START RECORDS FOR THIS EXERCISE

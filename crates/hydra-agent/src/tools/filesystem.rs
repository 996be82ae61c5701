//! File tools: read, write, list, and search, each enforcing the
//! configured path allow-list before touching the filesystem.

use std::path::{Path, PathBuf};

use async_trait::async_trait;
use once_cell::sync::Lazy;
use serde_json::Value;

use crate::tool::{ParamType, Tool, ToolParameter, ToolResult};

const MAX_READ_CHARS: usize = 30_000;
const MAX_LIST_ENTRIES: usize = 1_000;
const MAX_SEARCH_MATCHES: usize = 100;

/// Resolve `path` and check it falls under one of `allowed_roots` after
/// expansion. Does not require the path to exist (write_file creates new
/// files), only that its absolute form is rooted under an allowed prefix.
fn check_allowed(path: &str, allowed_roots: &[String]) -> Result<PathBuf, String> {
    let expanded = expand_tilde(path);
    let absolute = if expanded.is_absolute() {
        expanded
    } else {
        std::env::current_dir().unwrap_or_default().join(expanded)
    };

    for root in allowed_roots {
        let root_expanded = expand_tilde(root);
        let root_absolute = if root_expanded.is_absolute() {
            root_expanded
        } else {
            std::env::current_dir().unwrap_or_default().join(root_expanded)
        };
        if absolute.starts_with(&root_absolute) {
            return Ok(absolute);
        }
    }
    Err("Access denied".to_string())
}

fn expand_tilde(path: &str) -> PathBuf {
    if let Some(rest) = path.strip_prefix("~/") {
        if let Some(home) = std::env::var_os("HOME") {
            return PathBuf::from(home).join(rest);
        }
    }
    PathBuf::from(path)
}

pub struct FileReadTool {
    pub allowed_roots: Vec<String>,
}

static READ_PARAMS: Lazy<Vec<ToolParameter>> = Lazy::new(|| {
    vec![
        ToolParameter::new("path", ParamType::String, "Path to the file to read", true),
        ToolParameter::new("offset", ParamType::Integer, "1-based line to start from", false),
        ToolParameter::new("limit", ParamType::Integer, "Maximum number of lines to return", false),
    ]
});

#[async_trait]
impl Tool for FileReadTool {
    fn name(&self) -> &str {
        "file_read"
    }
    fn description(&self) -> &str {
        "Read the contents of a file. Only works on allowed paths."
    }
    fn parameters(&self) -> &[ToolParameter] {
        &READ_PARAMS
    }

    async fn execute(&self, args: Value) -> ToolResult {
        let Some(path) = args.get("path").and_then(|v| v.as_str()) else {
            return ToolResult::error("missing required parameter: path");
        };
        let resolved = match check_allowed(path, &self.allowed_roots) {
            Ok(p) => p,
            Err(e) => return ToolResult::error(e),
        };

        let content = match std::fs::read_to_string(&resolved) {
            Ok(c) => c,
            Err(e) => return ToolResult::error(format!("failed to read '{path}': {e}")),
        };

        let offset = args.get("offset").and_then(|v| v.as_u64()).map(|v| v.saturating_sub(1) as usize);
        let limit = args.get("limit").and_then(|v| v.as_u64()).map(|v| v as usize);

        let body = if offset.is_some() || limit.is_some() {
            let lines: Vec<&str> = content.lines().skip(offset.unwrap_or(0)).collect();
            let slice = if let Some(n) = limit { &lines[..n.min(lines.len())] } else { &lines[..] };
            slice.join("\n")
        } else {
            content
        };

        let body = if body.len() > MAX_READ_CHARS {
            format!("{}\n\n[output truncated at {} characters]", &body[..MAX_READ_CHARS], MAX_READ_CHARS)
        } else {
            body
        };

        ToolResult::ok(serde_json::json!(body))
    }
}

pub struct FileWriteTool {
    pub allowed_roots: Vec<String>,
}

static WRITE_PARAMS: Lazy<Vec<ToolParameter>> = Lazy::new(|| {
    vec![
        ToolParameter::new("path", ParamType::String, "Path to write to", true),
        ToolParameter::new("content", ParamType::String, "Text content to write", true),
    ]
});

#[async_trait]
impl Tool for FileWriteTool {
    fn name(&self) -> &str {
        "file_write"
    }
    fn description(&self) -> &str {
        "Write content to a file, creating parent directories as needed. Only works on allowed paths."
    }
    fn parameters(&self) -> &[ToolParameter] {
        &WRITE_PARAMS
    }

    async fn execute(&self, args: Value) -> ToolResult {
        let Some(path) = args.get("path").and_then(|v| v.as_str()) else {
            return ToolResult::error("missing required parameter: path");
        };
        let Some(content) = args.get("content").and_then(|v| v.as_str()) else {
            return ToolResult::error("missing required parameter: content");
        };
        let resolved = match check_allowed(path, &self.allowed_roots) {
            Ok(p) => p,
            Err(e) => return ToolResult::error(e),
        };

        if let Some(parent) = resolved.parent() {
            if !parent.as_os_str().is_empty() {
                if let Err(e) = std::fs::create_dir_all(parent) {
                    return ToolResult::error(format!("failed to create directories: {e}"));
                }
            }
        }

        let byte_len = content.len();
        if let Err(e) = std::fs::write(&resolved, content) {
            return ToolResult::error(format!("failed to write '{path}': {e}"));
        }
        ToolResult::ok(serde_json::json!(format!("wrote {byte_len} bytes to '{path}'")))
    }
}

pub struct FileListTool {
    pub allowed_roots: Vec<String>,
}

static LIST_PARAMS: Lazy<Vec<ToolParameter>> =
    Lazy::new(|| vec![ToolParameter::new("path", ParamType::String, "Directory to list", true)]);

#[async_trait]
impl Tool for FileListTool {
    fn name(&self) -> &str {
        "file_list"
    }
    fn description(&self) -> &str {
        "List directory contents with type and size. Returns at most 1000 entries."
    }
    fn parameters(&self) -> &[ToolParameter] {
        &LIST_PARAMS
    }

    async fn execute(&self, args: Value) -> ToolResult {
        let Some(path) = args.get("path").and_then(|v| v.as_str()) else {
            return ToolResult::error("missing required parameter: path");
        };
        let resolved = match check_allowed(path, &self.allowed_roots) {
            Ok(p) => p,
            Err(e) => return ToolResult::error(e),
        };

        let read_dir = match std::fs::read_dir(&resolved) {
            Ok(rd) => rd,
            Err(e) => return ToolResult::error(format!("failed to list '{path}': {e}")),
        };

        let mut entries = Vec::new();
        let mut truncated = false;
        for entry in read_dir {
            if entries.len() >= MAX_LIST_ENTRIES {
                truncated = true;
                break;
            }
            let Ok(entry) = entry else { continue };
            let Ok(metadata) = entry.metadata() else { continue };
            let kind = if metadata.is_dir() { "dir" } else { "file" };
            entries.push(format!("[{}] {} ({} bytes)", kind, entry.file_name().to_string_lossy(), metadata.len()));
        }
        entries.sort();

        let mut output = entries.join("\n");
        if truncated {
            output.push_str(&format!("\n\n[truncated at {MAX_LIST_ENTRIES} entries]"));
        }
        ToolResult::ok(serde_json::json!(output))
    }
}

pub struct FileSearchTool {
    pub allowed_roots: Vec<String>,
}

static SEARCH_PARAMS: Lazy<Vec<ToolParameter>> = Lazy::new(|| {
    vec![
        ToolParameter::new("path", ParamType::String, "Root directory to search in", true),
        ToolParameter::new("pattern", ParamType::String, "Substring to search for (case-sensitive)", true),
        ToolParameter::new("file_pattern", ParamType::String, "Optional filename suffix filter (e.g. '.rs')", false),
    ]
});

#[async_trait]
impl Tool for FileSearchTool {
    fn name(&self) -> &str {
        "file_search"
    }
    fn description(&self) -> &str {
        "Recursively search file contents for a substring. Skips binary files and .git. Returns at most 100 matches."
    }
    fn parameters(&self) -> &[ToolParameter] {
        &SEARCH_PARAMS
    }

    async fn execute(&self, args: Value) -> ToolResult {
        let Some(root) = args.get("path").and_then(|v| v.as_str()) else {
            return ToolResult::error("missing required parameter: path");
        };
        let Some(pattern) = args.get("pattern").and_then(|v| v.as_str()) else {
            return ToolResult::error("missing required parameter: pattern");
        };
        let file_pattern = args.get("file_pattern").and_then(|v| v.as_str());

        let resolved = match check_allowed(root, &self.allowed_roots) {
            Ok(p) => p,
            Err(e) => return ToolResult::error(e),
        };

        let mut matches = Vec::new();
        let mut truncated = false;
        search_dir(&resolved, pattern, file_pattern, &mut matches, &mut truncated);

        let mut output = matches.join("\n");
        if truncated {
            output.push_str(&format!("\n\n[truncated at {MAX_SEARCH_MATCHES} matches]"));
        }
        ToolResult::ok(serde_json::json!(output))
    }
}

fn search_dir(dir: &Path, pattern: &str, file_pattern: Option<&str>, matches: &mut Vec<String>, truncated: &mut bool) {
    if *truncated || matches.len() >= MAX_SEARCH_MATCHES {
        *truncated = true;
        return;
    }
    let Ok(read_dir) = std::fs::read_dir(dir) else { return };
    for entry in read_dir.flatten() {
        if matches.len() >= MAX_SEARCH_MATCHES {
            *truncated = true;
            return;
        }
        let path = entry.path();
        if path.file_name().and_then(|n| n.to_str()) == Some(".git") {
            continue;
        }
        if path.is_dir() {
            search_dir(&path, pattern, file_pattern, matches, truncated);
            continue;
        }
        if let Some(suffix) = file_pattern {
            if !path.to_string_lossy().ends_with(suffix) {
                continue;
            }
        }
        let Ok(content) = std::fs::read_to_string(&path) else { continue };
        for (lineno, line) in content.lines().enumerate() {
            if line.contains(pattern) {
                matches.push(format!("{}:{}: {}", path.display(), lineno + 1, line.trim()));
                if matches.len() >= MAX_SEARCH_MATCHES {
                    *truncated = true;
                    return;
                }
            }
        }
    }
}

#[cfg(test)]
mod tests {
    use super::*;

    #[tokio::test]
    async fn write_and_read_within_allowed_root() {
        let tmp = tempfile::tempdir().unwrap();
        let root = tmp.path().to_string_lossy().to_string();
        let file_path = tmp.path().join("note.txt").to_string_lossy().to_string();

        let writer = FileWriteTool { allowed_roots: vec![root.clone()] };
        let result = writer.execute(serde_json::json!({"path": file_path, "content": "hello"})).await;
        assert!(result.success);

        let reader = FileReadTool { allowed_roots: vec![root] };
        let result = reader.execute(serde_json::json!({"path": file_path})).await;
        assert!(result.success);
        assert_eq!(result.output, serde_json::json!("hello"));
    }

    #[tokio::test]
    async fn path_outside_allow_list_is_denied() {
        let tool = FileReadTool { allowed_roots: vec!["/tmp/hydra-allowed-only".to_string()] };
        let result = tool.execute(serde_json::json!({"path": "/etc/passwd"})).await;
        assert!(!result.success);
        assert_eq!(result.error.unwrap(), "Access denied");
    }

    #[tokio::test]
    async fn list_sorts_entries_and_tags_kind() {
        let tmp = tempfile::tempdir().unwrap();
        std::fs::write(tmp.path().join("b.txt"), "x").unwrap();
        std::fs::create_dir(tmp.path().join("a_dir")).unwrap();
        let root = tmp.path().to_string_lossy().to_string();

        let tool = FileListTool { allowed_roots: vec![root.clone()] };
        let result = tool.execute(serde_json::json!({"path": root})).await;
        assert!(result.success);
        let output = result.output.as_str().unwrap();
        assert!(output.contains("[dir] a_dir"));
        assert!(output.contains("[file] b.txt"));
    }

    #[tokio::test]
    async fn search_finds_matching_lines() {
        let tmp = tempfile::tempdir().unwrap();
        std::fs::write(tmp.path().join("src.rs"), "fn main() {\n    // needle here\n}\n").unwrap();
        let root = tmp.path().to_string_lossy().to_string();

        let tool = FileSearchTool { allowed_roots: vec![root.clone()] };
        let result = tool.execute(serde_json::json!({"path": root, "pattern": "needle"})).await;
        assert!(result.success);
        assert!(result.output.as_str().unwrap().contains("needle here"));
    }
}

END RECORDS FOR THIS EXERCISE

# PROBLEM DETAILS
Each line with "filename" in it must be identified and copied from the material.

# RESPONSE BELOW
filename crates/hydra-agent/src/tools/filesystem.rs
        ToolParameter::new("file_pattern", ParamType::String, "Optional filename suffix filter (e.g. '.rs')", false),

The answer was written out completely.